▶ BRIEF
Copy each line below in which the string "push" appears.

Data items
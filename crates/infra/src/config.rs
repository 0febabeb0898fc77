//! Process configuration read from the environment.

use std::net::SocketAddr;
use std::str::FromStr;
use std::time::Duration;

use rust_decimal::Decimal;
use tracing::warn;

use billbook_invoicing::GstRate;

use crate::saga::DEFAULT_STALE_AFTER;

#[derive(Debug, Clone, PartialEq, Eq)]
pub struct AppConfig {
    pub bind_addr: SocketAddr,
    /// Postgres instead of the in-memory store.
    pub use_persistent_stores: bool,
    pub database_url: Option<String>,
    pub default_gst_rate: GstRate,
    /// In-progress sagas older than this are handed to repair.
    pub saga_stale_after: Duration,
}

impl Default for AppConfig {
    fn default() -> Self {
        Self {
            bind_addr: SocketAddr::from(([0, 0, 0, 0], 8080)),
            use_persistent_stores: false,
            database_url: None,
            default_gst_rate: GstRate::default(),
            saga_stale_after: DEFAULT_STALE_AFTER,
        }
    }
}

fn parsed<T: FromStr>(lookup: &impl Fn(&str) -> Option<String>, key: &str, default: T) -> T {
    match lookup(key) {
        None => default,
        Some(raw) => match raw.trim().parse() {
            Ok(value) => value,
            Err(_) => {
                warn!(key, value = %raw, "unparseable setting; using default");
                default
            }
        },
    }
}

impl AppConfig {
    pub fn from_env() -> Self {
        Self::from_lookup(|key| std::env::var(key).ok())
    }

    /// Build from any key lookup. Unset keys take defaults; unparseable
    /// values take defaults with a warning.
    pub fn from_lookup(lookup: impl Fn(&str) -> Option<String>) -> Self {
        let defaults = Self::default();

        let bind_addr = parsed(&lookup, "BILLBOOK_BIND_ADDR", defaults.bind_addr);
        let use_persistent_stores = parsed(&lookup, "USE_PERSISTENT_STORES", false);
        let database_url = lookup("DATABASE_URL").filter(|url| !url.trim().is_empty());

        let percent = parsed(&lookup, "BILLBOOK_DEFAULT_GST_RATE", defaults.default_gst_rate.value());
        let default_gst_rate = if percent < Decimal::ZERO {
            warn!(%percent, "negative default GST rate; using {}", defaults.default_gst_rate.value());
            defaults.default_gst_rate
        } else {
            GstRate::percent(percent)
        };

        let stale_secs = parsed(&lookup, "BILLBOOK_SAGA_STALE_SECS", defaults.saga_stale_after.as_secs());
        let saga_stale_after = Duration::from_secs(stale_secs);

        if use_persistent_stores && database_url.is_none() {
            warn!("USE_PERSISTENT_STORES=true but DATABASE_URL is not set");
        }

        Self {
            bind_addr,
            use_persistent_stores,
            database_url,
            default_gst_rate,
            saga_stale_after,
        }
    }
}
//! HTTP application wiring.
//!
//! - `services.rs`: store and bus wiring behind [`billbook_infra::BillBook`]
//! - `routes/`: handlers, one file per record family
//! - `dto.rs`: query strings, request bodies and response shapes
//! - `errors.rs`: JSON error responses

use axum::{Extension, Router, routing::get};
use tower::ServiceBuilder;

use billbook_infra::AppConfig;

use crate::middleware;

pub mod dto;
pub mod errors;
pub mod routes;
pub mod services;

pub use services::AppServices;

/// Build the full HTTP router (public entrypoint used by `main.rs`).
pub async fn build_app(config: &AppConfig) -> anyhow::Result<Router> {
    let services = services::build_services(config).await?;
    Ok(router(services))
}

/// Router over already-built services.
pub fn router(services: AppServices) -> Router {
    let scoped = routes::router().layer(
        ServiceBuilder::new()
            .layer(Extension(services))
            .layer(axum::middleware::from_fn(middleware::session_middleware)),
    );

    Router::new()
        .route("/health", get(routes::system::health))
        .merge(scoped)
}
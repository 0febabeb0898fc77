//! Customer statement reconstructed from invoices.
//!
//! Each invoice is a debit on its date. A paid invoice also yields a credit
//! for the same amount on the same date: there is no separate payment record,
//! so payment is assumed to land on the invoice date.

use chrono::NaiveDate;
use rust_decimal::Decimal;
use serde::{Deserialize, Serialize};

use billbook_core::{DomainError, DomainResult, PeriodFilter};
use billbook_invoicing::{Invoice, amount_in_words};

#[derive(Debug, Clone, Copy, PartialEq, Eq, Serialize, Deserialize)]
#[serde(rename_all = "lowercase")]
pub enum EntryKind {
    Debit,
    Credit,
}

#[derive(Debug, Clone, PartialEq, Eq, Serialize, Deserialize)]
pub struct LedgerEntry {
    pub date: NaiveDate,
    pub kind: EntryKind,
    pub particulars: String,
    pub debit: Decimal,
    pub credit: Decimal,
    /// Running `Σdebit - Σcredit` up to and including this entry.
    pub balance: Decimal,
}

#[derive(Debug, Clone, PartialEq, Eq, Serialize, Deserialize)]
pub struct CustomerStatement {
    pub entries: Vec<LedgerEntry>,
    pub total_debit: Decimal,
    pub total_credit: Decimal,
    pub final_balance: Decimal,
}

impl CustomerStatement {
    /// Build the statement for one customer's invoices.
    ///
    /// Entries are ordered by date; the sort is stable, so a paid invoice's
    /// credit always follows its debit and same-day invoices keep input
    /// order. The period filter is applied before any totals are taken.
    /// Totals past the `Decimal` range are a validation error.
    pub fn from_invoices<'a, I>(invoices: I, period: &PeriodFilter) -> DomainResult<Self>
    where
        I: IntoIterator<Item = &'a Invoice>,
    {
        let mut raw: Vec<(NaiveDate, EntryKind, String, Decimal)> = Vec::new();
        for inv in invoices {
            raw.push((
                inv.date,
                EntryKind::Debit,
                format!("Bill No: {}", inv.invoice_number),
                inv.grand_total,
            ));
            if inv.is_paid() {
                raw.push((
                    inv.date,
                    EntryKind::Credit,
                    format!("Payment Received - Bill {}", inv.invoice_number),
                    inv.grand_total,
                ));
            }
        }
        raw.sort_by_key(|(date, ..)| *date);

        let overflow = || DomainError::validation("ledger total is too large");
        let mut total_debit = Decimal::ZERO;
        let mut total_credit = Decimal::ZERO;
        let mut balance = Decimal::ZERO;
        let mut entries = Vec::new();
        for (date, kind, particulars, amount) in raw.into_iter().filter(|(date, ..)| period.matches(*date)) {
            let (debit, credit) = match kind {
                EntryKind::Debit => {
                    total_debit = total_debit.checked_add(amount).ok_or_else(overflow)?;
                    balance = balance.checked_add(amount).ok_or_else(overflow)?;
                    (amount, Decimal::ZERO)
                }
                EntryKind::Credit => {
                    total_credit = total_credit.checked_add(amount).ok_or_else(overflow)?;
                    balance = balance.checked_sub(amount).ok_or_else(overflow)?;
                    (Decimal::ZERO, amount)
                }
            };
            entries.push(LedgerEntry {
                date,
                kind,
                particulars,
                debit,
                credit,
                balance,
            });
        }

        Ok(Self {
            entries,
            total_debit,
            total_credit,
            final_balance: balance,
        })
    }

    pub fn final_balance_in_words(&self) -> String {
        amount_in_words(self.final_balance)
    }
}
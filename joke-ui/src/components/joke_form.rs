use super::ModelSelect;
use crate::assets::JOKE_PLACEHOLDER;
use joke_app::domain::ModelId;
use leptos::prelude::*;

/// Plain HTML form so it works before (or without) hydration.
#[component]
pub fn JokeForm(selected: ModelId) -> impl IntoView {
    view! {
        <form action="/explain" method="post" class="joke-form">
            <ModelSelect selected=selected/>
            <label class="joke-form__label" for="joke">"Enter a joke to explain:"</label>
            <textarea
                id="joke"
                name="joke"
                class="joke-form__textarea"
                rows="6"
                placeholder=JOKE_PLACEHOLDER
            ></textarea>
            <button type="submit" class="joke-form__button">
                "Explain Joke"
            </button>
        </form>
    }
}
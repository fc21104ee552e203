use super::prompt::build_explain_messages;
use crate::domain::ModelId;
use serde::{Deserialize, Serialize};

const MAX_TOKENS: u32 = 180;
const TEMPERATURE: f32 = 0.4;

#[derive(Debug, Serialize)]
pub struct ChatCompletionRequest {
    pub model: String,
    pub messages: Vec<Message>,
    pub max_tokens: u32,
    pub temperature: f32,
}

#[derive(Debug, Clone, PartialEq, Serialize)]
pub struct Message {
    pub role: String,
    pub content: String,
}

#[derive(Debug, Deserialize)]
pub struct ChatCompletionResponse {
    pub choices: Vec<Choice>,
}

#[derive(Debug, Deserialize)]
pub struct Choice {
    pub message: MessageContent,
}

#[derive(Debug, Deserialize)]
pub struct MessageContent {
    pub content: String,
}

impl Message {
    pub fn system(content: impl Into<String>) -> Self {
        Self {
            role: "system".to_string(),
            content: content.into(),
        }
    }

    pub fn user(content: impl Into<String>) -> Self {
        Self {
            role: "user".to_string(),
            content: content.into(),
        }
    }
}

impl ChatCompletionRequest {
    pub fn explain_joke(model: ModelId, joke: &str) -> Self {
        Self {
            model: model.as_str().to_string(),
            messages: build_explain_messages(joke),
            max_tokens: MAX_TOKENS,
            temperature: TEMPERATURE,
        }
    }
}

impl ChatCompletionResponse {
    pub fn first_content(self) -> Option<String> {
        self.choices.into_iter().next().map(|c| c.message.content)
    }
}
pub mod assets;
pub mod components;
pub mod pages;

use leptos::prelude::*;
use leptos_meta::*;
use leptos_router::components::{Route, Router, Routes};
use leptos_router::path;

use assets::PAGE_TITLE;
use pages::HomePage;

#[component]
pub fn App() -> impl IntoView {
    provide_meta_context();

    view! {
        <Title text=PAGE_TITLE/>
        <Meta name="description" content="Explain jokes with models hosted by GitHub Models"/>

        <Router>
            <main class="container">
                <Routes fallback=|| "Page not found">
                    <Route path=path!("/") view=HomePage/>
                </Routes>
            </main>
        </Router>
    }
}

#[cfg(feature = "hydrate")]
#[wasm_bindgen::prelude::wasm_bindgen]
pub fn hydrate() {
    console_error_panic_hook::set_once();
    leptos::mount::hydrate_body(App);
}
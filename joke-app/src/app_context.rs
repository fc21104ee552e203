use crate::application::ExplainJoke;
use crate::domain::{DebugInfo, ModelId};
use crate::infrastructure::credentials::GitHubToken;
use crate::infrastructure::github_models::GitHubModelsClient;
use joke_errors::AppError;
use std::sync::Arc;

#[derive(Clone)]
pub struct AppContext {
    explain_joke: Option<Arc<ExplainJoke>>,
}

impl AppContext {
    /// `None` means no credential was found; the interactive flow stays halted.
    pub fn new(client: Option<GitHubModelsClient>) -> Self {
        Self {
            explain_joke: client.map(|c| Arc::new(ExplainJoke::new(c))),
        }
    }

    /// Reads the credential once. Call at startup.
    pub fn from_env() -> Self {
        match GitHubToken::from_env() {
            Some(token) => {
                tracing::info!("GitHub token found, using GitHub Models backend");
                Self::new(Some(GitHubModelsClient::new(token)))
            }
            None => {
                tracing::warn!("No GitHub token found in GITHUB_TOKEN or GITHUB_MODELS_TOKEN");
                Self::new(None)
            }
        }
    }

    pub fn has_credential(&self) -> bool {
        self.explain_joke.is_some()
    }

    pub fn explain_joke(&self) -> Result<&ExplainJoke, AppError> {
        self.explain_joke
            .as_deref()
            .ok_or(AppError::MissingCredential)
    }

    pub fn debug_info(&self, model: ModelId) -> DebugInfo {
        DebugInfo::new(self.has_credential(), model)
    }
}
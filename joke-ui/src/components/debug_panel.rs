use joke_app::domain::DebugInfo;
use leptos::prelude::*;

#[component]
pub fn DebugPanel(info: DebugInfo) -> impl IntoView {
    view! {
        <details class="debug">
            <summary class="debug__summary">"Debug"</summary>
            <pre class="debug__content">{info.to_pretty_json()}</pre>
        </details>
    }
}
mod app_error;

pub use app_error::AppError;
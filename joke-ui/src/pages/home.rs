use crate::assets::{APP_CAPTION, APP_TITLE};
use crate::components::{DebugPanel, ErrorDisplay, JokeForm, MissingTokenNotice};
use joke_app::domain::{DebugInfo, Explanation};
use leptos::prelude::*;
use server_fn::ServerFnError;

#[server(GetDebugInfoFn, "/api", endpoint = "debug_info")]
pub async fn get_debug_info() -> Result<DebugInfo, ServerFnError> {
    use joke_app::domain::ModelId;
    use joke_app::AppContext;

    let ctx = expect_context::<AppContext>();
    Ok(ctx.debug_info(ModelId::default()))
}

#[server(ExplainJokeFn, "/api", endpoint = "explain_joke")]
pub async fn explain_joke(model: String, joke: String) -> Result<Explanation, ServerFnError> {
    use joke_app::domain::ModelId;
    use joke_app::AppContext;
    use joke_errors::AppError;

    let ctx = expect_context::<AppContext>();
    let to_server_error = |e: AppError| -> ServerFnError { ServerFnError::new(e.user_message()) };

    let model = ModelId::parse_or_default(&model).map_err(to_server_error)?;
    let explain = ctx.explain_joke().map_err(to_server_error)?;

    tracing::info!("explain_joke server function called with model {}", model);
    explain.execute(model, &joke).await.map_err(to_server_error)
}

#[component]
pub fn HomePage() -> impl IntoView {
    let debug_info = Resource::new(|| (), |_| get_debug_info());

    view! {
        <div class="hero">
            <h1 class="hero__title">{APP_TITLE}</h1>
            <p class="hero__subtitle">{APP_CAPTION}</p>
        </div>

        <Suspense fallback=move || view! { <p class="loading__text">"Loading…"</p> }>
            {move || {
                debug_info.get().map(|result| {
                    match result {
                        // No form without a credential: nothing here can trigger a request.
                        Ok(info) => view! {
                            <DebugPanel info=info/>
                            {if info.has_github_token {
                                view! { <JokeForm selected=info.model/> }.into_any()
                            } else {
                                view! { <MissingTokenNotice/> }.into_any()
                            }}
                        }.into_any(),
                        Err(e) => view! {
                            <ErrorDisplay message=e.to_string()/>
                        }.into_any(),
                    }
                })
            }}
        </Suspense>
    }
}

▶ TASK ANSWER
            raw.push((
                raw.push((
            entries.push(LedgerEntry {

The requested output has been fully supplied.